Originally Posted by dogpatch (Post 5360907)
Code:

Move spaces to StudentName
will obviously initialize all 3 fields associated

I never would have guessed that.

As has been said above, a language is only readable if you know it. If you know assembly, then assembly is perfectly readable. If you know C, then C is perfectly readable. I find your Cobol examples to be ugly as sin...WTF is "PIC 9(4)." or "PIC X(15)." supposed to mean? What does "Add ItemAmount to InvoiceTotal" do? Is InvoiceTotal just a running sum? A list? An array? What does "add" mean? Are you appending ItemAmount to a list or are you doing a simple mathematical sum? Not knowing Cobol, I find your examples to be very difficult to read and understand. That's how it is with all languages in my experience.

dogpatch 05-11-2015 10:54 AM

Quote:

Originally Posted by suicidaleggroll (Post 5360917)
I never would have guessed that.

Perhaps because from the beginning of your career you were programming in C or Assembly and had to learn to think like the computer you were programming. So you have a hard time understanding that 'add' means 'add' as any non-tech person would already know intuitively. The non-tech would not immediately wonder whether an array or list were involved. Likewise, most folks learned in elementary school how to use an outline with numbered levels. Applying this non-tech understanding to data storage is, in my opinion, much more intuitive and human readable than having to understand structures, arrays, pointers, indirection and such - which was the OPs original question.

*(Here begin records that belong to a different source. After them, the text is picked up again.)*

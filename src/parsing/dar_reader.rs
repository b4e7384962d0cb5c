
use anyhow::Context;
use indexmap::IndexMap;
use log::debug;
use std::path::Path;

use crate::data_types::locus::GenomicLocus;
use crate::data_types::scored_range::{DarTable, RangeShape, ScoredRange};
use crate::writers::dar_writer::DarRow;

/// Loads DAR tables written by the DAR writer, one table per contrast in order of first appearance.
/// The shape is region if any range covers more than its origin position; the smoothing window is not stored and comes back as `None`.
/// # Arguments
/// * `dar_fn` - the DAR file (tsv/csv)
/// # Errors
/// * if the file cannot be opened or a row fails to deserialize
pub fn load_dar_tables(dar_fn: &Path) -> anyhow::Result<Vec<DarTable>> {
    let is_csv: bool = dar_fn.extension().unwrap_or_default() == "csv";
    let delimiter: u8 = if is_csv { b',' } else { b'\t' };
    let mut csv_reader = csv::ReaderBuilder::new()
        .delimiter(delimiter)
        .from_path(dar_fn)
        .with_context(|| format!("Error while opening {dar_fn:?}:"))?;

    let mut contrast_ranges: IndexMap<String, Vec<ScoredRange>> = Default::default();
    for result in csv_reader.deserialize() {
        let row: DarRow = result.with_context(|| format!("Error while reading {dar_fn:?}"))?;
        let locus = GenomicLocus::with_annotation(row.chrom, row.origin_pos, row.id, row.reference);
        let range = ScoredRange::from_origin(locus, row.dar_origin, row.dar_region)
            .with_interval(row.start, row.end);
        contrast_ranges.entry(row.contrast).or_default().push(range);
    }

    let tables: Vec<DarTable> = contrast_ranges.into_iter()
        .map(|(contrast, ranges)| {
            let is_origin = ranges.iter().all(|r| r.is_point() && r.start() == r.locus().position());
            let shape = if is_origin { RangeShape::Origin } else { RangeShape::Region };
            debug!("Loaded {} {shape} ranges for contrast {contrast}", ranges.len());
            DarTable::new(contrast, None, shape, ranges)
        })
        .collect();
    Ok(tables)
}

#[cfg(test)]
mod tests {
    use super::*;
    use crate::data_types::scored_range::SmoothingWindow;
    use crate::writers::dar_writer::write_dar_tables;

    #[test]
    fn test_write_and_reload() {
        let ranges = vec![
            ScoredRange::from_origin(GenomicLocus::with_annotation("chr1", 100, Some("rs1".to_string()), Some("A".to_string())), 0.25, Some(0.5)),
            ScoredRange::from_origin(GenomicLocus::new("chr1", 200), 1.0, None),
        ];
        let origin = DarTable::new("case-control".to_string(), Some(SmoothingWindow::Loci(3)), RangeShape::Origin, ranges.clone());
        let region_ranges = ranges.iter().map(|r| r.with_interval(50, 250)).collect();
        let region = DarTable::new("a-b".to_string(), Some(SmoothingWindow::Loci(3)), RangeShape::Region, region_ranges);

        let out_fn = std::env::temp_dir().join(format!("dar_reader_test_{}.tsv", std::process::id()));
        write_dar_tables(&out_fn, &[origin.clone(), region.clone()]).unwrap();
        let text = std::fs::read_to_string(&out_fn).unwrap();
        assert!(text.starts_with("contrast\tchrom\tstart\tend\torigin_pos\tid\tref\tdar_origin\tdar_region\n"));
        assert!(text.contains("case-control\tchr1\t200\t200\t200\t\t\t1.0\t\n"));

        let loaded = load_dar_tables(&out_fn).unwrap();
        std::fs::remove_file(&out_fn).unwrap();
        assert_eq!(loaded.len(), 2);

        // the window is not stored in the file
        assert_eq!(loaded[0], DarTable::new("case-control".to_string(), None, RangeShape::Origin, ranges));
        assert_eq!(loaded[1].shape(), RangeShape::Region);
        assert_eq!(loaded[1].ranges()[1].locus().position(), 200);
        assert_eq!((loaded[1].ranges()[1].start(), loaded[1].ranges()[1].end()), (50, 250));
    }
}
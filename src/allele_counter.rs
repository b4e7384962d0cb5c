/*!
# Allele counter
Tallies, for every locus and every sample group, how many samples were called or missing and how often each allele index was observed.
Calls are unphased before counting, so the order of the two allele copies never matters.

## Example usage
```rust
use dar::allele_counter::count_alleles;
use dar::data_types::genotype::GenotypeTable;
use dar::data_types::locus::GenomicLocus;
use dar::data_types::sample_groups::SampleGroups;

let table = GenotypeTable::from_strings(
    vec![GenomicLocus::new("chr1", 100)],
    vec!["s1".to_string(), "s2".to_string(), "s3".to_string()],
    &[vec!["0|1", "1/1", "./."]]
).unwrap();
let groups = SampleGroups::new(vec![("a", vec!["s1", "s2"]), ("b", vec!["s3"])]).unwrap();

let counts = count_alleles(&table, &groups).unwrap();
let a = &counts["a"].rows()[0];
assert_eq!((a.n_called(), a.n_missing()), (2, 0));
assert_eq!(a.n_alleles(), &[1, 3, 0, 0]);
assert_eq!(counts["b"].rows()[0].n_missing(), 1);
```
*/
use indexmap::IndexMap;
use log::debug;
use rayon::prelude::*;

use crate::data_types::allele_counts::{CountTable, LocusAlleleCounts, MAX_ALLELES};
use crate::data_types::genotype::{GenotypeCall, GenotypeTable};
use crate::data_types::sample_groups::SampleGroups;

#[derive(thiserror::Error, Debug, PartialEq)]
pub enum CountError {
    #[error("sample {sample} from group {group} is not present in the genotype table")]
    MissingSample { group: String, sample: String },
    #[error("allele index {index} for sample {sample} at {locus} is outside the supported range 0..{max}", max = MAX_ALLELES - 1)]
    AlleleIndexOutOfRange { locus: String, sample: String, index: u8 }
}

/// Counts alleles for every group at every locus of the table.
/// Output tables follow the group order and contain every locus of `table`, in order.
/// # Arguments
/// * `table` - the locus-by-sample genotype calls
/// * `groups` - the partition of samples into groups
/// # Errors
/// * if a group references a sample that is not a column of `table`
/// * if any call in a group carries an allele index above 3
pub fn count_alleles(table: &GenotypeTable, groups: &SampleGroups) -> Result<IndexMap<String, CountTable>, CountError> {
    // resolve every sample up front so we fail before doing any work
    let mut resolved: Vec<(String, Vec<usize>)> = Vec::with_capacity(groups.len());
    for (group, samples) in groups.iter() {
        let indices = samples.iter()
            .map(|s| {
                table.sample_index(s).ok_or_else(|| CountError::MissingSample {
                    group: group.clone(), sample: s.clone()
                })
            })
            .collect::<Result<Vec<usize>, _>>()?;
        resolved.push((group.clone(), indices));
    }

    let tables: Vec<CountTable> = resolved.into_par_iter()
        .map(|(group, sample_indices)| -> Result<CountTable, CountError> {
            debug!("Counting alleles for group {group} ({} samples, {} loci)", sample_indices.len(), table.num_loci());
            let rows = table.loci().iter()
                .zip(table.calls().iter())
                .map(|(locus, calls)| -> Result<LocusAlleleCounts, CountError> {
                    let mut n_called = 0;
                    let mut n_missing = 0;
                    let mut n_alleles = [0_u64; MAX_ALLELES];
                    for &si in sample_indices.iter() {
                        match calls[si].unphased() {
                            GenotypeCall::Missing => n_missing += 1,
                            GenotypeCall::Called(a0, a1) => {
                                for allele in [a0, a1] {
                                    let slot = n_alleles.get_mut(allele as usize)
                                        .ok_or_else(|| CountError::AlleleIndexOutOfRange {
                                            locus: locus.to_string(),
                                            sample: table.samples()[si].clone(),
                                            index: allele
                                        })?;
                                    *slot += 1;
                                }
                                n_called += 1;
                            }
                        }
                    }
                    Ok(LocusAlleleCounts::new(locus.clone(), n_called, n_missing, n_alleles))
                })
                .collect::<Result<Vec<_>, CountError>>()?;
            Ok(CountTable::new(group, sample_indices.len(), rows))
        })
        .collect::<Result<_, CountError>>()?;

    Ok(tables.into_iter()
        .map(|t| (t.group().to_string(), t))
        .collect())
}

#[cfg(test)]
mod tests {
    use super::*;
    use crate::data_types::locus::GenomicLocus;

    fn samples(n: usize) -> Vec<String> {
        (1..=n).map(|i| format!("s{i}")).collect()
    }

    fn example_table() -> GenotypeTable {
        GenotypeTable::from_strings(
            vec![GenomicLocus::new("chr1", 10), GenomicLocus::new("chr1", 20), GenomicLocus::new("chr2", 5)],
            samples(6),
            &[
                vec!["0/0", "0|1", "1/1", "0/2", "./.", "2|3"],
                vec!["./.", "./.", "./.", "0/0", "0/0", "0/1"],
                vec!["1|0", "0|1", "0/1", "3/3", "3/3", "."],
            ]
        ).unwrap()
    }

    fn example_groups() -> SampleGroups {
        SampleGroups::new(vec![
            ("g1", vec!["s1", "s2", "s3"]),
            ("g2", vec!["s4", "s5", "s6"]),
        ]).unwrap()
    }

    #[test]
    fn test_counts() {
        let counts = count_alleles(&example_table(), &example_groups()).unwrap();
        assert_eq!(counts.len(), 2);

        let g1 = &counts["g1"];
        assert_eq!(g1.group_size(), 3);
        assert_eq!(g1.len(), 3);
        assert_eq!(g1.rows()[0].n_alleles(), &[3, 3, 0, 0]);
        assert_eq!((g1.rows()[1].n_called(), g1.rows()[1].n_missing()), (0, 3));
        assert_eq!(g1.rows()[1].n_alleles(), &[0, 0, 0, 0]);
        assert_eq!(g1.rows()[2].n_alleles(), &[3, 3, 0, 0]);

        let g2 = &counts["g2"];
        assert_eq!((g2.rows()[0].n_called(), g2.rows()[0].n_missing()), (2, 1));
        assert_eq!(g2.rows()[0].n_alleles(), &[1, 0, 2, 1]);
        assert_eq!(g2.rows()[1].n_alleles(), &[5, 1, 0, 0]);
        assert_eq!(g2.rows()[2].n_alleles(), &[0, 0, 0, 4]);
    }

    #[test]
    fn test_count_invariants() {
        let counts = count_alleles(&example_table(), &example_groups()).unwrap();
        for table in counts.values() {
            for row in table.rows() {
                assert_eq!(row.n_called() + row.n_missing(), table.group_size() as u64);
                assert_eq!(row.total_alleles(), 2 * row.n_called());
            }
        }
    }

    #[test]
    fn test_order_independence() {
        // same data with samples shuffled and allele copies swapped
        let shuffled = GenotypeTable::from_strings(
            vec![GenomicLocus::new("chr1", 10), GenomicLocus::new("chr1", 20), GenomicLocus::new("chr2", 5)],
            vec!["s6", "s3", "s1", "s5", "s2", "s4"].into_iter().map(String::from).collect(),
            &[
                vec!["3|2", "1/1", "0/0", "./.", "1|0", "2/0"],
                vec!["1/0", "./.", "./.", "0/0", "./.", "0/0"],
                vec![".", "1/0", "0|1", "3/3", "1|0", "3/3"],
            ]
        ).unwrap();
        let expected = count_alleles(&example_table(), &example_groups()).unwrap();
        let observed = count_alleles(&shuffled, &example_groups()).unwrap();
        assert_eq!(expected, observed);
    }

    #[test]
    fn test_missing_sample() {
        let groups = SampleGroups::new(vec![("g1", vec!["s1"]), ("g2", vec!["s9"])]).unwrap();
        assert_eq!(
            count_alleles(&example_table(), &groups).unwrap_err(),
            CountError::MissingSample { group: "g2".to_string(), sample: "s9".to_string() }
        );
    }

    #[test]
    fn test_allele_out_of_range() {
        let table = GenotypeTable::from_strings(
            vec![GenomicLocus::new("chr1", 10)],
            samples(2),
            &[vec!["0/1", "0/4"]]
        ).unwrap();
        let groups = SampleGroups::new(vec![("g1", vec!["s1"]), ("g2", vec!["s2"])]).unwrap();
        assert_eq!(
            count_alleles(&table, &groups).unwrap_err(),
            CountError::AlleleIndexOutOfRange { locus: "chr1:10".to_string(), sample: "s2".to_string(), index: 4 }
        );

        // the bad call is fine if nobody asks for it
        let groups = SampleGroups::new(vec![("g1", vec!["s1"])]).unwrap();
        assert!(count_alleles(&table, &groups).is_ok());
    }
}

use indexmap::IndexSet;
use rustc_hash::FxHashSet as HashSet;
use std::str::FromStr;

use crate::data_types::locus::GenomicLocus;

/// Separator used for phased genotype calls
const PHASED_SEPARATOR: char = '|';
/// Separator used for unphased genotype calls
const UNPHASED_SEPARATOR: char = '/';
/// Marker for a missing allele
const MISSING_ALLELE: &str = ".";

#[derive(thiserror::Error, Debug, PartialEq)]
pub enum GenotypeError {
    #[error("malformed genotype call: {call:?}")]
    Malformed { call: String },
    #[error("only diploid calls are supported, found {ploidy} alleles in {call:?}")]
    UnsupportedPloidy { call: String, ploidy: usize },
    #[error("duplicate sample identifier in genotype table: {sample}")]
    DuplicateSample { sample: String },
    #[error("locus {locus} appears more than once; split multi-allelic records must be merged first (e.g. bcftools norm -m+)")]
    DuplicateLocus { locus: String },
    #[error("expected {expected} rows of calls (one per locus), found {found}")]
    LocusCountMismatch { expected: usize, found: usize },
    #[error("locus {locus} has {found} calls, expected {expected} (one per sample)")]
    SampleCountMismatch { locus: String, expected: usize, found: usize }
}

/// Collapses any phased separators in a genotype string into unphased separators.
/// Phase order is irrelevant for allele counting, so `0|1` becomes `0/1`.
/// Applying this twice gives the same result as applying it once.
/// # Arguments
/// * `call` - the raw genotype string, e.g. `1|0`
pub fn unphase_genotype(call: &str) -> String {
    call.replace(PHASED_SEPARATOR, &UNPHASED_SEPARATOR.to_string())
}

/// A diploid genotype call for one sample at one locus.
#[derive(Clone, Copy, Debug, Eq, Hash, PartialEq)]
pub enum GenotypeCall {
    /// At least one allele could not be resolved, e.g. `./.` or `./1`
    Missing,
    /// Both allele indices; 0 is the reference allele
    Called(u8, u8)
}

impl GenotypeCall {
    /// Returns the same call with the allele copies sorted, so `1/0` and `0/1` compare equal.
    pub fn unphased(self) -> Self {
        match self {
            GenotypeCall::Missing => GenotypeCall::Missing,
            GenotypeCall::Called(a, b) => GenotypeCall::Called(a.min(b), a.max(b))
        }
    }

    /// Returns true if this call is missing
    pub fn is_missing(&self) -> bool {
        matches!(self, GenotypeCall::Missing)
    }
}

impl FromStr for GenotypeCall {
    type Err = GenotypeError;

    fn from_str(s: &str) -> Result<Self, Self::Err> {
        let unphased = unphase_genotype(s.trim());
        if unphased.is_empty() {
            return Err(GenotypeError::Malformed { call: s.to_string() });
        }
        if unphased == MISSING_ALLELE {
            // a bare "." is how VCF spells a fully missing call
            return Ok(GenotypeCall::Missing);
        }

        let alleles: Vec<&str> = unphased.split(UNPHASED_SEPARATOR).collect();
        if alleles.len() != 2 {
            return Err(GenotypeError::UnsupportedPloidy { call: s.to_string(), ploidy: alleles.len() });
        }
        if alleles.iter().any(|&a| a == MISSING_ALLELE) {
            return Ok(GenotypeCall::Missing);
        }

        let parse_index = |a: &str| -> Result<u8, GenotypeError> {
            a.parse::<u8>().map_err(|_| GenotypeError::Malformed { call: s.to_string() })
        };
        Ok(GenotypeCall::Called(parse_index(alleles[0])?, parse_index(alleles[1])?).unphased())
    }
}

impl std::fmt::Display for GenotypeCall {
    fn fmt(&self, f: &mut std::fmt::Formatter<'_>) -> std::fmt::Result {
        match self {
            GenotypeCall::Missing => write!(f, "./."),
            GenotypeCall::Called(a, b) => write!(f, "{a}/{b}")
        }
    }
}

/// The canonical locus-by-sample matrix of genotype calls that feeds allele counting.
/// Every input shape (VCF, string matrix) is converted into this before any counting happens.
#[derive(Clone, Debug, PartialEq)]
pub struct GenotypeTable {
    /// Loci along the row axis
    loci: Vec<GenomicLocus>,
    /// Sample identifiers along the column axis
    samples: IndexSet<String>,
    /// Row-major calls; `calls[locus_index][sample_index]`
    calls: Vec<Vec<GenotypeCall>>
}

impl GenotypeTable {
    /// General constructor with shape checks
    /// # Arguments
    /// * `loci` - the loci, one per row
    /// * `samples` - sample identifiers, one per column
    /// * `calls` - the genotype calls, one row per locus
    /// # Errors
    /// * if a sample identifier is duplicated
    /// * if a locus is duplicated
    /// * if the number of rows or columns does not match `loci` and `samples`
    pub fn new(loci: Vec<GenomicLocus>, samples: Vec<String>, calls: Vec<Vec<GenotypeCall>>) -> Result<Self, GenotypeError> {
        let mut sample_set: IndexSet<String> = IndexSet::with_capacity(samples.len());
        for sample in samples.into_iter() {
            if sample_set.contains(&sample) {
                return Err(GenotypeError::DuplicateSample { sample });
            }
            sample_set.insert(sample);
        }

        let mut seen_loci: HashSet<&GenomicLocus> = HashSet::with_capacity_and_hasher(loci.len(), Default::default());
        for locus in loci.iter() {
            if !seen_loci.insert(locus) {
                return Err(GenotypeError::DuplicateLocus { locus: locus.to_string() });
            }
        }

        if calls.len() != loci.len() {
            return Err(GenotypeError::LocusCountMismatch { expected: loci.len(), found: calls.len() });
        }
        for (locus, row) in loci.iter().zip(calls.iter()) {
            if row.len() != sample_set.len() {
                return Err(GenotypeError::SampleCountMismatch {
                    locus: locus.to_string(), expected: sample_set.len(), found: row.len()
                });
            }
        }

        Ok(Self {
            loci,
            samples: sample_set,
            calls
        })
    }

    /// Adapter for string matrices such as `[["0/1", "1|1"], ["./.", "0/0"]]`.
    /// Every call is unphased while parsing.
    /// # Arguments
    /// * `loci` - the loci, one per row
    /// * `samples` - sample identifiers, one per column
    /// * `rows` - genotype strings, one row per locus
    /// # Errors
    /// * if any genotype string fails to parse
    /// * if the shape checks in `new(...)` fail
    pub fn from_strings<S: AsRef<str>>(loci: Vec<GenomicLocus>, samples: Vec<String>, rows: &[Vec<S>]) -> Result<Self, GenotypeError> {
        let calls: Vec<Vec<GenotypeCall>> = rows.iter()
            .map(|row| {
                row.iter()
                    .map(|s| s.as_ref().parse::<GenotypeCall>())
                    .collect::<Result<Vec<_>, _>>()
            })
            .collect::<Result<_, _>>()?;
        Self::new(loci, samples, calls)
    }

    /// Returns a copy of this table with every call unphased.
    pub fn unphased(&self) -> Self {
        let calls = self.calls.iter()
            .map(|row| row.iter().map(|c| c.unphased()).collect())
            .collect();
        Self {
            loci: self.loci.clone(),
            samples: self.samples.clone(),
            calls
        }
    }

    /// Returns the column index of a sample if it exists
    pub fn sample_index(&self, sample: &str) -> Option<usize> {
        self.samples.get_index_of(sample)
    }

    // getters
    pub fn loci(&self) -> &[GenomicLocus] {
        &self.loci
    }

    pub fn samples(&self) -> &IndexSet<String> {
        &self.samples
    }

    pub fn calls(&self) -> &[Vec<GenotypeCall>] {
        &self.calls
    }

    pub fn num_loci(&self) -> usize {
        self.loci.len()
    }
}

#[cfg(test)]
mod tests {
    use super::*;

    #[test]
    fn test_unphase_genotype() {
        assert_eq!(unphase_genotype("0|1"), "0/1");
        assert_eq!(unphase_genotype("1|0"), "1/0");
        assert_eq!(unphase_genotype("0/1"), "0/1");
        assert_eq!(unphase_genotype(".|."), "./.");

        // idempotent
        for gt in ["0|1", "2|3", "./.", "1/1", "0|0"] {
            let once = unphase_genotype(gt);
            assert_eq!(unphase_genotype(&once), once);
        }
    }

    #[test]
    fn test_parse_calls() {
        assert_eq!("0/1".parse::<GenotypeCall>().unwrap(), GenotypeCall::Called(0, 1));
        assert_eq!("1|0".parse::<GenotypeCall>().unwrap(), GenotypeCall::Called(0, 1));
        assert_eq!("3/2".parse::<GenotypeCall>().unwrap(), GenotypeCall::Called(2, 3));
        assert_eq!("./.".parse::<GenotypeCall>().unwrap(), GenotypeCall::Missing);
        assert_eq!(".".parse::<GenotypeCall>().unwrap(), GenotypeCall::Missing);
        assert_eq!("./1".parse::<GenotypeCall>().unwrap(), GenotypeCall::Missing);

        // out of range indices still parse, the counter rejects them
        assert_eq!("0/7".parse::<GenotypeCall>().unwrap(), GenotypeCall::Called(0, 7));

        assert!(matches!("1".parse::<GenotypeCall>(), Err(GenotypeError::UnsupportedPloidy { ploidy: 1, .. })));
        assert!(matches!("0/1/1".parse::<GenotypeCall>(), Err(GenotypeError::UnsupportedPloidy { ploidy: 3, .. })));
        assert!(matches!("A/T".parse::<GenotypeCall>(), Err(GenotypeError::Malformed { .. })));
        assert!(matches!("".parse::<GenotypeCall>(), Err(GenotypeError::Malformed { .. })));
    }

    #[test]
    fn test_call_unphased_idempotent() {
        let calls = [GenotypeCall::Called(1, 0), GenotypeCall::Called(2, 2), GenotypeCall::Missing];
        for call in calls {
            assert_eq!(call.unphased().unphased(), call.unphased());
        }
        assert_eq!(GenotypeCall::Called(1, 0).unphased().to_string(), "0/1");
    }

    #[test]
    fn test_table_shape_checks() {
        let loci = vec![GenomicLocus::new("chr1", 10), GenomicLocus::new("chr1", 20)];
        let samples = vec!["s1".to_string(), "s2".to_string()];

        let table = GenotypeTable::from_strings(
            loci.clone(), samples.clone(),
            &[vec!["0|1", "1/1"], vec!["./.", "1|0"]]
        ).unwrap();
        assert_eq!(table.num_loci(), 2);
        assert_eq!(table.sample_index("s2"), Some(1));
        assert_eq!(table.sample_index("s3"), None);
        assert_eq!(table.calls()[1][1], GenotypeCall::Called(0, 1));
        assert_eq!(table.unphased(), table.unphased().unphased());

        let dup = GenotypeTable::from_strings(
            loci.clone(), vec!["s1".to_string(), "s1".to_string()],
            &[vec!["0/1", "1/1"], vec!["./.", "1/0"]]
        );
        assert_eq!(dup.unwrap_err(), GenotypeError::DuplicateSample { sample: "s1".to_string() });

        let repeated = GenotypeTable::from_strings(
            vec![GenomicLocus::new("chr1", 10), GenomicLocus::new("chr1", 10)], samples.clone(),
            &[vec!["0/0", "1/1"], vec!["0/0", "0/0"]]
        );
        assert_eq!(repeated.unwrap_err(), GenotypeError::DuplicateLocus { locus: "chr1:10".to_string() });

        let short_rows = GenotypeTable::from_strings(loci.clone(), samples.clone(), &[vec!["0/1", "1/1"]]);
        assert!(matches!(short_rows, Err(GenotypeError::LocusCountMismatch { expected: 2, found: 1 })));

        let short_cols = GenotypeTable::from_strings(loci, samples, &[vec!["0/1"], vec!["0/0", "0/0"]]);
        assert!(matches!(short_cols, Err(GenotypeError::SampleCountMismatch { expected: 2, found: 1, .. })));
    }
}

johnsfine 05-11-2015 12:28 PM

Quote:

Originally Posted by DJ Shaji (Post 5360478)
I'd say python, but yeah, depends on what human is reading them :D

In the case of python, I think it depends a lot more on what human wrote it.

I would never include python in a list of the more human readable programming languages. Python was designed to be easy to write, not easy to read and it is especially easy to write bad python code than no one can read. Maybe some people write serious software in readable python, but I've never seen an example. The only big python projects I've had the misfortune to dig into were worse unreadable unmaintainable garbage than you are likely to find in almost any other language.

Pascal is more human readable than most programming languages for the same reasons it is a terrible language: It was designed to be readable by a really stupid compiler, without consideration given for the fact that making it that readable makes it much harder to write. While a human is very different from a really stupid compiler, there are many characteristics in common. Pascal is easier to read in ways that are independent of who is reading it.

Similarly, Java is easier to read than C++, in ordinary size projects, for pretty much the same reasons that Java is harder to use to write really large complicated software.

Ultimately, the size and complexity of the project becomes an overwhelming factor in whether the language is human readable. No one should claim C++ is high on the list of human readable programming languages, but as you scale up to bigger and more complicated projects, eventually C++ becomes the most human readable programming language, because it holds up better to bigger and more complicated projects than any other commonly used language.